Yuichi Ueda, MDa, Yutaka Okita, MDb, Shigeyuki Aomi, MDc, Hitoshi Koyanagi, MDc, Shinichi Takamoto, MDd

a Department of Cardiovascular Surgery, Tenri Hospital, Nara, Japan
b National Cardiovascular Center, Osaka, Japan
c The Heart Institute of Japan, Tokyo Women’s Medical College, Tokyo, Japan
d Department of Cardiothoracic Surgery, the University of Tokyo, School of Medicine, Tokyo, Japan

Address reprint requests to Dr Ueda, Department of Cardiovascular Surgery, Tenri Hospital, 200 Mishima, Tenri, Nara 632-8552, Japan;
e-mail: yueda{at}osk.3web.ne.jp

Presented at the Aortic Surgery Symposium VI, April 30–May 1, 1998, New York, NY.

Background. Retrograde cerebral perfusion (RCP) has been widely adopted during aortic arch surgery under hypothermic circulatory arrest (HCA). However, the risks in terms of mortality and morbidity in aortic arch surgery using HCA with RCP have not yet been confirmed.

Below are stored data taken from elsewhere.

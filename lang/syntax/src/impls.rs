use crate::*;
use std::fmt;
use std::rc::Rc;

impl<T: AsRef<str>> From<T> for VarName {
    fn from(name: T) -> Self {
        VarName(name.as_ref().to_string())
    }
}
impl fmt::Display for VarName {
    fn fmt(&self, f: &mut fmt::Formatter<'_>) -> fmt::Result {
        let VarName(name) = self;
        write!(f, "{}", name)
    }
}

impl AccessPath {
    /// `Sel` with the boxing folded in.
    pub fn sel(idx: i64, rest: AccessPath) -> AccessPath {
        AccessPath::Sel(idx, Rc::new(rest))
    }

    /// Concatenation: following `self` and then `rest` is the same as
    /// following `self.append(rest)`. Leading offsets shift whatever comes
    /// next; selections are untouched.
    pub fn append(&self, rest: &AccessPath) -> AccessPath {
        match (self, rest) {
            | (AccessPath::Off(i), AccessPath::Off(j)) => AccessPath::Off(i + j),
            | (AccessPath::Off(i), AccessPath::Sel(j, p)) => AccessPath::Sel(i + j, p.clone()),
            | (AccessPath::Sel(i, p), rest) => AccessPath::sel(*i, p.append(rest)),
        }
    }
}

impl PrimOp {
    /// The operator's concrete token.
    pub fn token(&self) -> &'static str {
        match self {
            | PrimOp::Mul => "*",
            | PrimOp::Add => "+",
            | PrimOp::Sub => "-",
            | PrimOp::Div => "div",
            | PrimOp::Neg => "~",
            | PrimOp::IEq => "ieql",
            | PrimOp::INe => "ineq",
            | PrimOp::Lt => "<",
            | PrimOp::Le => "<=",
            | PrimOp::Gt => ">",
            | PrimOp::Ge => ">=",
            | PrimOp::RangeChk => "rangechk",
            | PrimOp::Boxed => "boxed",
            | PrimOp::Deref => "!",
            | PrimOp::Subscript => "subscript",
            | PrimOp::OrdOf => "ordof",
            | PrimOp::Assign => ":=",
            | PrimOp::Update => "update",
            | PrimOp::UnboxedAssign => "unboxedassign",
            | PrimOp::UnboxedUpdate => "unboxedupdate",
            | PrimOp::Store => "store",
            | PrimOp::MakeRef => "makeref",
            | PrimOp::MakeRefUnboxed => "makerefunboxed",
            | PrimOp::ALength => "alength",
            | PrimOp::SLength => "slength",
            | PrimOp::GetHdlr => "gethdlr",
            | PrimOp::SetHdlr => "sethdlr",
            | PrimOp::FAdd => "fadd",
            | PrimOp::FSub => "fsub",
            | PrimOp::FMul => "fmul",
            | PrimOp::FDiv => "fdiv",
            | PrimOp::FEq => "feql",
            | PrimOp::FNe => "fneq",
            | PrimOp::FLt => "flt",
            | PrimOp::FLe => "fle",
            | PrimOp::FGt => "fgt",
            | PrimOp::FGe => "fge",
            | PrimOp::RShift => "rshift",
            | PrimOp::LShift => "lshift",
            | PrimOp::OrB => "orb",
            | PrimOp::AndB => "andb",
            | PrimOp::XorB => "xorb",
            | PrimOp::NotB => "notb",
        }
    }
}
impl fmt::Display for PrimOp {
    fn fmt(&self, f: &mut fmt::Formatter<'_>) -> fmt::Result {
        write!(f, "{}", self.token())
    }
}

#[cfg(test)]
mod tests {
    use super::*;
    use pretty_assertions::assert_eq;

    #[test]
    fn append_offsets_add() {
        let p = AccessPath::Off(2).append(&AccessPath::Off(3));
        assert_eq!(p, AccessPath::Off(5));
    }

    #[test]
    fn append_offset_shifts_selection() {
        let p = AccessPath::Off(1).append(&AccessPath::sel(2, AccessPath::Off(0)));
        assert_eq!(p, AccessPath::sel(3, AccessPath::Off(0)));
    }

    #[test]
    fn append_is_associative() {
        let p1 = AccessPath::sel(1, AccessPath::Off(2));
        let p2 = AccessPath::Off(3);
        let p3 = AccessPath::sel(4, AccessPath::Off(0));
        let left = p1.append(&p2).append(&p3);
        let right = p1.append(&p2.append(&p3));
        assert_eq!(left, right);
    }
}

Methods. The present study is a retrospective review of 249 patients who underwent aortic arch surgery at three Japanese cardiovascular centers where RCP is a routine adjunct. The median age was 65 years, and 38 patients were more than 75 years old. The pathology in the aortic arch was atherosclerotic aneurysm in 133 patients and dissection in 116. Seventy patients had surgery on an emergency basis. Surgery was performed through a median sternotomy in 182 patients and through a left thoracotomy in 67. Using HCA with RCP, graft replacement of the total aortic arch was performed in 109, the distal arch in 63, and the ascending aorta and hemi-arch in 66; 11 patients had patch repair.

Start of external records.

//! The simulated heap: two planes of cells plus the handler cell, threaded
//! value-wise through evaluation. Every update yields a fresh logical
//! version; nothing is ever deallocated.

use crate::{
    err::{EvalError, Result},
    syntax::{Arr, ByteArr, SemValue, UnboxedArr},
};
use std::fmt;
use std::rc::Rc;

/* -------------------------------- Location -------------------------------- */

/// An abstract heap address. Allocation only ever moves forward.
#[derive(Copy, Clone, Debug, Hash, PartialEq, Eq, PartialOrd, Ord)]
pub struct Location(pub usize);

impl Location {
    pub fn next(self) -> Location {
        let Location(n) = self;
        Location(n + 1)
    }
}
impl fmt::Display for Location {
    fn fmt(&self, f: &mut fmt::Formatter<'_>) -> fmt::Result {
        let Location(n) = self;
        write!(f, "@{}", n)
    }
}

/* ---------------------------------- Store --------------------------------- */

/// Next free location, the two cell planes, and the handler cell. The
/// handler cell is allocated by the constructor and fixed for the run.
#[derive(Clone, Debug)]
pub struct Store {
    next: Location,
    values: im::HashMap<Location, SemValue>,
    ints: im::HashMap<Location, i64>,
    hdlr: Location,
}

impl Store {
    /// A fresh store with `handler` installed in the handler cell.
    pub fn new(handler: SemValue) -> Store {
        let hdlr = Location(0);
        Store {
            next: hdlr.next(),
            values: im::HashMap::unit(hdlr, handler),
            ints: im::HashMap::new(),
            hdlr,
        }
    }

    /// The handler cell.
    pub fn hdlr(&self) -> Location {
        self.hdlr
    }

    /// The next location `alloc` will hand out.
    pub fn next_free(&self) -> Location {
        self.next
    }

    /// The value-plane cell at `l`. Reading a cell that was never written is
    /// a malformed program.
    pub fn fetch(&self, l: Location) -> Result<&SemValue> {
        self.values.get(&l).ok_or(EvalError::UninitLocation(l))
    }

    /// The integer-plane cell at `l`.
    pub fn fetchi(&self, l: Location) -> Result<i64> {
        self.ints.get(&l).copied().ok_or(EvalError::UninitLocation(l))
    }

    /// A version with the value-plane cell at `l` replaced.
    pub fn upd(&self, l: Location, v: SemValue) -> Store {
        Store { values: self.values.update(l, v), ..self.clone() }
    }

    /// A version with the integer-plane cell at `l` replaced.
    pub fn updi(&self, l: Location, i: i64) -> Store {
        Store { ints: self.ints.update(l, i), ..self.clone() }
    }

    /// Hand out the next free location. No cell is written; both planes see
    /// the location as uninitialized until an update.
    pub fn alloc(&self) -> (Location, Store) {
        (self.next, Store { next: self.next.next(), ..self.clone() })
    }
}

/* ------------------------------ Heap builders ----------------------------- */

/// Host-side seeding: the language itself allocates only through `makeref`,
/// so the containing harness uses these to lay out arrays.
impl Store {
    /// A block of consecutive value-plane cells, returned as an array value.
    pub fn alloc_array(&self, vals: Vec<SemValue>) -> (SemValue, Store) {
        let mut store = self.clone();
        let mut cells = Vec::with_capacity(vals.len());
        for v in vals {
            let (l, s) = store.alloc();
            store = s.upd(l, v);
            cells.push(l);
        }
        (SemValue::Array(Arr(Rc::new(cells))), store)
    }

    /// A block of consecutive integer-plane cells, as an unboxed array.
    pub fn alloc_unboxed_array(&self, vals: Vec<i64>) -> (SemValue, Store) {
        let mut store = self.clone();
        let mut cells = Vec::with_capacity(vals.len());
        for i in vals {
            let (l, s) = store.alloc();
            store = s.updi(l, i);
            cells.push(l);
        }
        (SemValue::UnboxedArray(UnboxedArr(Rc::new(cells))), store)
    }

    /// A block of byte cells in the integer plane, as a byte array.
    pub fn alloc_byte_array(&self, bytes: &[u8]) -> (SemValue, Store) {
        let mut store = self.clone();
        let mut cells = Vec::with_capacity(bytes.len());
        for b in bytes {
            let (l, s) = store.alloc();
            store = s.updi(l, *b as i64);
            cells.push(l);
        }
        (SemValue::ByteArray(ByteArr(Rc::new(cells))), store)
    }
}

#[cfg(test)]
mod tests {
    use super::*;
    use pretty_assertions::assert_eq;

    fn store() -> Store {
        // any value works as a handler placeholder here
        Store::new(SemValue::Int(0))
    }

    #[test]
    fn allocation_is_monotonic() {
        let s0 = store();
        let (l1, s1) = s0.alloc();
        let (l2, s2) = s1.alloc();
        assert_eq!(l1.next(), l2);
        assert_eq!(s1.next_free(), l1.next());
        assert_eq!(s2.next_free(), l2.next());
        assert!(l2 > l1);
    }

    #[test]
    fn allocation_leaves_cells_untouched() {
        let s0 = store();
        let (l, s1) = s0.alloc();
        let s2 = s1.upd(l, SemValue::Int(7));
        let (_, s3) = s2.alloc();
        assert!(matches!(s3.fetch(l), Ok(SemValue::Int(7))));
    }

    #[test]
    fn planes_are_independent() {
        let s0 = store();
        let (l, s1) = s0.alloc();
        let s2 = s1.upd(l, SemValue::Int(1)).updi(l, 2);
        assert!(matches!(s2.fetch(l), Ok(SemValue::Int(1))));
        assert_eq!(s2.fetchi(l), Ok(2));
    }

    #[test]
    fn updates_do_not_disturb_older_versions() {
        let s0 = store();
        let (l, s1) = s0.alloc();
        let s2 = s1.upd(l, SemValue::Int(1));
        let s3 = s2.upd(l, SemValue::Int(2));
        assert!(matches!(s2.fetch(l), Ok(SemValue::Int(1))));
        assert!(matches!(s3.fetch(l), Ok(SemValue::Int(2))));
    }

    #[test]
    fn uninitialized_fetch_is_an_error() {
        let s = store();
        assert_eq!(s.fetch(Location(99)).unwrap_err(), EvalError::UninitLocation(Location(99)));
        assert_eq!(s.fetchi(Location(0)).unwrap_err(), EvalError::UninitLocation(Location(0)));
    }

    #[test]
    fn byte_array_builder_fills_the_integer_plane() {
        let s = store();
        let (arr, s) = s.alloc_byte_array(b"hi");
        let SemValue::ByteArray(ByteArr(cells)) = arr else { panic!("not a byte array") };
        assert_eq!(cells.len(), 2);
        assert_eq!(s.fetchi(cells[0]), Ok(b'h' as i64));
        assert_eq!(s.fetchi(cells[1]), Ok(b'i' as i64));
    }
}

Results. The overall hospital mortality was 25/249 (10%), and 12/70 (17%) in emergent surgery. Stroke developed in 11 patients (4%). The median duration of RCP was 46 minutes (range, 5 to 95). Univariate analysis of risk factors revealed that an age of 75 years or more (p < 0.001), and urgency of surgery (p = 0.02) affected hospital mortality. Multivariate logistic analysis revealed that pump time (p = 0.0001), age (p = 0.0001) and RCP time (p = 0.05) are the most significant risk factors for mortality. The risk factors for mortality and neurological morbidity combined are pump time (p = 0.0001), age (p = 0.0002), and urgency of surgery (p = 0.07); RCP time is marginally significant (p = 0.15).

Conclusions. The dominant risk factors for mortality and morbidity are pump time, urgency of the surgery, and age. RCP is a simple and useful adjunct for aortic arch surgery with up to 80 minutes of HCA, although prolonged RCP is a risk factor for mortality and morbidity.